◆ **Task details**
Copy out every line of the data that has the word "after" somewhere in it.

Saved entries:
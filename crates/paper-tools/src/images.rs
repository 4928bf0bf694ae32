//! Insertion of generated figures into the paper markdown.

use std::path::Path;
use std::sync::Arc;

use chrono::{DateTime, Local};
use walkdir::WalkDir;

use paper_core::{JsonBlock, StreamSink};
use paper_workspace::Workspace;

use crate::file_tools::FileTools;
use crate::section::heading_level;

const IMAGE_EXTENSIONS: &[&str] = &["png", "jpg", "jpeg", "gif", "bmp", "svg", "webp"];
const CLOSING_SECTION_KEYWORDS: &[&str] = &[
    "结论",
    "conclusion",
    "参考文献",
    "references",
    "致谢",
    "acknowledgment",
];

pub struct ImageInserter {
    workspace: Workspace,
    sink: Option<Arc<dyn StreamSink>>,
}

struct ImageEntry {
    /// Path relative to `outputs/`.
    name: String,
    size: u64,
    modified: std::time::SystemTime,
}

impl ImageInserter {
    pub fn new(workspace: Workspace, sink: Option<Arc<dyn StreamSink>>) -> Self {
        Self { workspace, sink }
    }

    /// Insert the most recently modified image under `outputs/` into a
    /// markdown file. `position` is `smart`, `end` or `beginning`.
    pub async fn insert_latest_image(
        &self,
        target_file: &str,
        description: &str,
        position: &str,
    ) -> String {
        let Some(latest) = self.latest_image() else {
            return "outputs目录中没有找到任何图片文件".to_string();
        };

        let markdown = format!("![{description}](outputs/{})", latest.name);
        let file_tools = FileTools::new(self.workspace.clone(), None);

        let result = match position {
            "beginning" => file_tools.writemd(target_file, &markdown, "insert").await,
            "smart" => self.smart_insert(target_file, &markdown).await,
            _ => file_tools.writemd(target_file, &markdown, "append").await,
        };

        self.emit(&format!("成功插入图片: {} (位置: {position})", latest.name))
            .await;

        let position_text = match position {
            "smart" => "智能位置",
            "beginning" => "文件开头",
            _ => "文件末尾",
        };
        format!(
            "成功插入最新图片 '{}' 到文件 {target_file} 的{position_text}\n图片描述: {description}\n{result}",
            latest.name
        )
    }

    pub async fn insert_image_by_name(
        &self,
        image_name: &str,
        target_file: &str,
        description: &str,
    ) -> String {
        let image_path = match self.workspace.resolve(&format!("outputs/{image_name}")) {
            Ok(path) => path,
            Err(e) => return format!("插入指定图片失败: {e}"),
        };
        if !image_path.is_file() {
            return format!("图片文件不存在: {image_name}");
        }
        if !is_image_name(image_name) {
            return format!("文件不是图片格式: {image_name}");
        }

        let markdown = format!("![{description}](outputs/{image_name})");
        let file_tools = FileTools::new(self.workspace.clone(), None);
        let result = file_tools.writemd(target_file, &markdown, "append").await;

        self.emit(&format!("成功插入图片: {image_name}")).await;
        format!("成功插入图片 '{image_name}' 到文件 {target_file}\n图片描述: {description}\n{result}")
    }

    pub async fn list_output_images(&self) -> String {
        let images = self.scan_images();
        if images.is_empty() {
            return "outputs目录中没有图片文件".to_string();
        }

        let mut out = format!("outputs目录中共有 {} 个图片文件：\n\n", images.len());
        for (index, image) in images.iter().enumerate() {
            out.push_str(&format!(
                "{}. **{}**\n   - 大小: {}\n   - 修改时间: {}\n   - 相对路径: outputs/{}\n\n",
                index + 1,
                image.name,
                format_size(image.size),
                format_time(image.modified),
                image.name,
            ));
        }
        out.trim_end().to_string()
    }

    pub async fn get_latest_image_info(&self) -> String {
        let Some(latest) = self.latest_image() else {
            return "outputs目录中没有找到任何图片文件".to_string();
        };
        format!(
            "最新图片文件信息：\n\n**文件名**: {}\n**相对路径**: outputs/{}\n**文件大小**: {}\n**修改时间**: {}\n",
            latest.name,
            latest.name,
            format_size(latest.size),
            format_time(latest.modified),
        )
    }

    /// Insert before a recognized closing section (conclusion, references,
    /// acknowledgments) when one exists, otherwise after the last
    /// non-heading line.
    async fn smart_insert(&self, target_file: &str, markdown: &str) -> String {
        let file_tools = FileTools::new(self.workspace.clone(), None);

        let target_name = if target_file.ends_with(".md") {
            target_file.to_string()
        } else {
            format!("{target_file}.md")
        };
        let path = match self.workspace.resolve(&target_name) {
            Ok(path) => path,
            Err(e) => return format!("智能插入失败: {e}"),
        };
        if !path.is_file() {
            return file_tools.writemd(target_file, markdown, "append").await;
        }

        let content = match tokio::fs::read_to_string(&path).await {
            Ok(content) => content,
            Err(_) => return file_tools.writemd(target_file, markdown, "append").await,
        };
        if content.trim().is_empty() {
            let _ = tokio::fs::write(&path, markdown).await;
            return format!("图片已插入到空文件 {target_name}");
        }

        let mut lines: Vec<String> = content.split('\n').map(str::to_string).collect();
        let insert_at = smart_insert_index(&lines);

        lines.insert(insert_at, String::new());
        lines.insert(insert_at + 1, markdown.to_string());
        lines.insert(insert_at + 2, String::new());

        match tokio::fs::write(&path, lines.join("\n")).await {
            Ok(()) => format!("图片已插入到{target_name}的智能位置"),
            Err(e) => format!("智能插入失败: {e}"),
        }
    }

    fn scan_images(&self) -> Vec<ImageEntry> {
        let outputs = self.workspace.root().join("outputs");
        let mut images: Vec<ImageEntry> = WalkDir::new(&outputs)
            .into_iter()
            .filter_map(|e| e.ok())
            .filter(|e| e.file_type().is_file())
            .filter(|e| is_image_name(&e.file_name().to_string_lossy()))
            .filter_map(|e| {
                let metadata = e.metadata().ok()?;
                let name = e
                    .path()
                    .strip_prefix(&outputs)
                    .unwrap_or(e.path())
                    .to_string_lossy()
                    .replace('\\', "/");
                Some(ImageEntry {
                    name,
                    size: metadata.len(),
                    modified: metadata.modified().ok()?,
                })
            })
            .collect();
        images.sort_by(|a, b| a.name.cmp(&b.name));
        images
    }

    fn latest_image(&self) -> Option<ImageEntry> {
        self.scan_images()
            .into_iter()
            .max_by_key(|image| image.modified)
    }

    async fn emit(&self, message: &str) {
        if let Some(sink) = &self.sink {
            sink.card(JsonBlock::text("image_insert_result", message)).await;
        }
    }
}

fn smart_insert_index(lines: &[String]) -> usize {
    let mut candidate = lines.len();

    // Closing sections scanned bottom-up; a heading near the bottom that is
    // not a closing section still anchors the candidate just after itself.
    for (index, line) in lines.iter().enumerate().rev() {
        if heading_level(line).is_some() {
            let lowered = line.to_lowercase();
            if CLOSING_SECTION_KEYWORDS
                .iter()
                .any(|keyword| lowered.contains(keyword))
            {
                candidate = index;
                break;
            }
            if index + 5 > lines.len() {
                candidate = index + 1;
                break;
            }
        }
    }

    // A candidate at the tail (e.g. a trailing heading with no body) yields
    // to the position after the last non-empty, non-heading line.
    if candidate + 1 >= lines.len() {
        for (index, line) in lines.iter().enumerate().rev() {
            if !line.trim().is_empty() && heading_level(line).is_none() {
                return index + 1;
            }
        }
    }
    candidate
}

fn is_image_name(name: &str) -> bool {
    Path::new(name)
        .extension()
        .and_then(|e| e.to_str())
        .map(|e| IMAGE_EXTENSIONS.contains(&e.to_ascii_lowercase().as_str()))
        .unwrap_or(false)
}

fn format_size(size: u64) -> String {
    if size < 1024 {
        format!("{size} B")
    } else if size < 1024 * 1024 {
        format!("{:.1} KB", size as f64 / 1024.0)
    } else {
        format!("{:.1} MB", size as f64 / (1024.0 * 1024.0))
    }
}

fn format_time(time: std::time::SystemTime) -> String {
    DateTime::<Local>::from(time)
        .format("%Y-%m-%d %H:%M:%S")
        .to_string()
}

#[cfg(test)]
mod tests {
    use super::*;
    use tempfile::TempDir;

    async fn inserter() -> (TempDir, ImageInserter) {
        let dir = TempDir::new().unwrap();
        let workspace = Workspace::create(dir.path(), "w1").await.unwrap();
        (dir, ImageInserter::new(workspace, None))
    }

    fn touch(dir: &TempDir, relative: &str) {
        let path = dir.path().join("w1").join(relative);
        std::fs::create_dir_all(path.parent().unwrap()).unwrap();
        std::fs::write(path, "img").unwrap();
    }

    #[tokio::test]
    async fn no_images_reports_clearly() {
        let (_dir, inserter) = inserter().await;
        let out = inserter.insert_latest_image("paper.md", "图表", "end").await;
        assert_eq!(out, "outputs目录中没有找到任何图片文件");
    }

    #[tokio::test]
    async fn latest_image_is_appended_with_markdown_syntax() {
        let (dir, inserter) = inserter().await;
        touch(&dir, "outputs/plots/plot_1.png");
        std::fs::write(dir.path().join("w1/paper.md"), "# 标题\n\n内容").unwrap();

        let out = inserter
            .insert_latest_image("paper.md", "二次函数图像", "end")
            .await;
        assert!(out.contains("成功插入最新图片"), "got: {out}");

        let content = std::fs::read_to_string(dir.path().join("w1/paper.md")).unwrap();
        assert!(content.contains("![二次函数图像](outputs/plots/plot_1.png)"));
    }

    #[tokio::test]
    async fn smart_position_lands_before_conclusion() {
        let (dir, inserter) = inserter().await;
        touch(&dir, "outputs/plots/plot_1.png");
        std::fs::write(
            dir.path().join("w1/paper.md"),
            "# 引言\n\n引言内容\n\n# 结论\n\n结论内容\n",
        )
        .unwrap();

        inserter
            .insert_latest_image("paper.md", "图表", "smart")
            .await;

        let content = std::fs::read_to_string(dir.path().join("w1/paper.md")).unwrap();
        let image_at = content.find("![图表]").unwrap();
        let conclusion_at = content.find("# 结论").unwrap();
        assert!(image_at < conclusion_at, "image after conclusion: {content}");
    }

    #[tokio::test]
    async fn smart_position_backs_off_from_a_trailing_heading() {
        let (dir, inserter) = inserter().await;
        touch(&dir, "outputs/plots/plot_1.png");
        // The document ends with a bodyless heading; the image goes after
        // the last content line, not after that heading.
        std::fs::write(dir.path().join("w1/paper.md"), "# 引言\n内容\n# 结果").unwrap();

        inserter
            .insert_latest_image("paper.md", "图表", "smart")
            .await;

        let content = std::fs::read_to_string(dir.path().join("w1/paper.md")).unwrap();
        let image_at = content.find("![图表]").unwrap();
        let trailing_at = content.find("# 结果").unwrap();
        assert!(image_at < trailing_at, "image after trailing heading: {content}");
    }

    #[tokio::test]
    async fn insert_by_name_validates_existence_and_format() {
        let (dir, inserter) = inserter().await;
        touch(&dir, "outputs/plot_2.png");
        std::fs::write(dir.path().join("w1/outputs/notes.txt"), "x").unwrap();

        let out = inserter
            .insert_image_by_name("missing.png", "paper.md", "图")
            .await;
        assert!(out.contains("图片文件不存在"), "got: {out}");

        let out = inserter
            .insert_image_by_name("notes.txt", "paper.md", "图")
            .await;
        assert!(out.contains("不是图片格式"), "got: {out}");

        let out = inserter
            .insert_image_by_name("plot_2.png", "paper.md", "图")
            .await;
        assert!(out.contains("成功插入图片"), "got: {out}");
    }

    #[tokio::test]
    async fn list_and_latest_info_cover_nested_plots() {
        let (dir, inserter) = inserter().await;
        touch(&dir, "outputs/plots/plot_1.png");

        let listing = inserter.list_output_images().await;
        assert!(listing.contains("plots/plot_1.png"), "got: {listing}");

        let info = inserter.get_latest_image_info().await;
        assert!(info.contains("plots/plot_1.png"), "got: {info}");
    }
}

◆ **Response to the exercise**
    /// acknowledgments) when one exists, otherwise after the last
    // not a closing section still anchors the candidate just after itself.
    // to the position after the last non-empty, non-heading line.
        assert!(image_at < conclusion_at, "image after conclusion: {content}");
        // The document ends with a bodyless heading; the image goes after
        // the last content line, not after that heading.
        assert!(image_at < trailing_at, "image after trailing heading: {content}");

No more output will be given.